You know that your home can either be a great place to be, or somewhere you never want to live based on how you care for it. The home you own should be the last place to cause illness for your family. This concern has brought many homeowners to look into the idea of toxic mold. If you want to know more about toxic mold you came to the right place. These next few paragraphs will give you want you need to know.

It is important to accurately define the word mold. It is a kind of fungi that is spread through the spores that they send out into the air. The spores then land on various surfaces. If the surfaces are wet, mold growth will occur. Everyday, you come in contact with thousands of species of mold, most of which do not cause you any discomfort or harm. Mold can be found nearly everywhere that you are. This includes your office at work, the living room in your home, even the bus that you use to travel to your job in.

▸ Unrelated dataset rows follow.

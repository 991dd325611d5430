//! MCP tool implementations for modlens analysis functionality.

use std::io::Write;

use tracing::{error, info};

use modlens_rs::{AnalysisReport, ModlensEngine};

use crate::mcp::protocol::{error_codes, ToolResult};

/// Parameters for analyze_code tool
#[derive(Debug, serde::Deserialize)]
pub struct AnalyzeCodeParams {
    pub code: String,
    #[serde(default)]
    pub filename: Option<String>,
}

/// Execute the analyze_code tool
///
/// The trimmed code is staged to a temporary `.py` file for the duration of
/// the analysis. The file is removed when the handle drops, on every path.
pub async fn execute_analyze_code(
    engine: &ModlensEngine,
    params: AnalyzeCodeParams,
) -> Result<ToolResult, (i32, String)> {
    let code = params.code.trim().to_string();
    if code.is_empty() {
        return Err((
            error_codes::INVALID_PARAMS,
            "Empty code submitted".to_string(),
        ));
    }

    info!(
        "Executing analyze_code tool ({} bytes, filename: {:?})",
        code.len(),
        params.filename
    );

    let engine = engine.clone();
    let filename = params.filename;
    let report = tokio::task::spawn_blocking(move || analyze_staged(&engine, &code, filename))
        .await
        .map_err(|e| {
            (
                error_codes::INTERNAL_ERROR,
                format!("Analysis task failed: {}", e),
            )
        })??;

    let text = serde_json::to_string_pretty(&report).map_err(|e| {
        (
            error_codes::INTERNAL_ERROR,
            format!("Failed to serialize report: {}", e),
        )
    })?;

    Ok(ToolResult::text(text))
}

fn analyze_staged(
    engine: &ModlensEngine,
    code: &str,
    filename: Option<String>,
) -> Result<AnalysisReport, (i32, String)> {
    let mut staged = tempfile::Builder::new()
        .prefix("modlens-")
        .suffix(".py")
        .tempfile()
        .and_then(|mut file| file.write_all(code.as_bytes()).map(|_| file))
        .map_err(|e| {
            (
                error_codes::INTERNAL_ERROR,
                format!("Failed to stage code: {}", e),
            )
        })?;
    staged.flush().map_err(|e| {
        (
            error_codes::INTERNAL_ERROR,
            format!("Failed to stage code: {}", e),
        )
    })?;

    let mut report = engine.analyze_file(staged.path()).map_err(|e| {
        error!("Analysis failed: {}", e);
        (error_codes::ANALYSIS_ERROR, format!("Analysis failed: {}", e))
    })?;

    if let Some(filename) = filename {
        report.file_name = std::path::Path::new(&filename)
            .file_name()
            .map(|name| name.to_string_lossy().into_owned())
            .unwrap_or_else(|| filename.clone());
        report.file_path = filename;
    }

    Ok(report)
}

#[cfg(test)]
#[path = "tools_tests.rs"]
mod tests;
//! Python structural extraction with tree-sitter integration.
//!
//! One traversal of the syntax tree classifies every node as a function,
//! class, import or other node and routes it to the matching visitor.
//! Records are emitted level by level of the Python statement tree, in
//! document order within a level. A statement inside an `if`, loop, `with`
//! or `try` body sits one level below that statement, each `elif` adds a
//! level, and `except`/`case` bodies sit two levels below their statement.
//! Nested functions become independent, flat records.

use serde::{Deserialize, Serialize};
use tracing::debug;
use tree_sitter::{Node, Parser};

use super::common::{
    is_private_name, ClassRecord, FunctionRecord, ImportKind, ImportRecord, SourceFile,
};
use super::registry::create_parser_for_language;
use crate::core::errors::{ModlensError, Result};

#[cfg(test)]
#[path = "python_tests.rs"]
mod tests;

/// Which `return` statements count towards a function's has-return flag.
#[derive(Debug, Clone, Copy, PartialEq, Eq, Default, Serialize, Deserialize)]
#[serde(rename_all = "snake_case")]
pub enum ReturnScope {
    /// Any `return <value>` in the definition's subtree, including returns
    /// that belong to nested functions and classes.
    #[default]
    Subtree,
    /// Only returns in the function's own body; the scan stops at nested
    /// function, class and lambda boundaries.
    OwnBody,
}

/// Configuration for structural extraction.
#[derive(Debug, Clone, Default, PartialEq, Serialize, Deserialize)]
pub struct ExtractionConfig {
    /// Return attribution for nested definitions
    #[serde(default)]
    pub return_scope: ReturnScope,
}

/// A syntax node tagged with the role it plays during extraction.
enum SyntaxItem<'tree> {
    Function(Node<'tree>),
    Class(Node<'tree>),
    Import(Node<'tree>),
    Other,
}

impl<'tree> SyntaxItem<'tree> {
    fn classify(node: Node<'tree>) -> Self {
        match node.kind() {
            "function_definition" => Self::Function(node),
            "class_definition" => Self::Class(node),
            "import_statement" | "import_from_statement" | "future_import_statement" => {
                Self::Import(node)
            }
            _ => Self::Other,
        }
    }
}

Using the term toxic mold is not technically an accurate description of this phenomenon. In actuality, the mold itself isn`t an issue. It is the waste products that can cause sickness. They are called mycotoxins, and are the real “toxic” in toxic mold. Mold and the resultant mycotoxins have been shown to contribute to various sicknesses, including respiratory and some mental difficulties. Remember, these mycotoxins are produced naturally by the molds. The only method to make sure that the mycotoxins are no longer a problem is to remove the mold and the moisture it needs.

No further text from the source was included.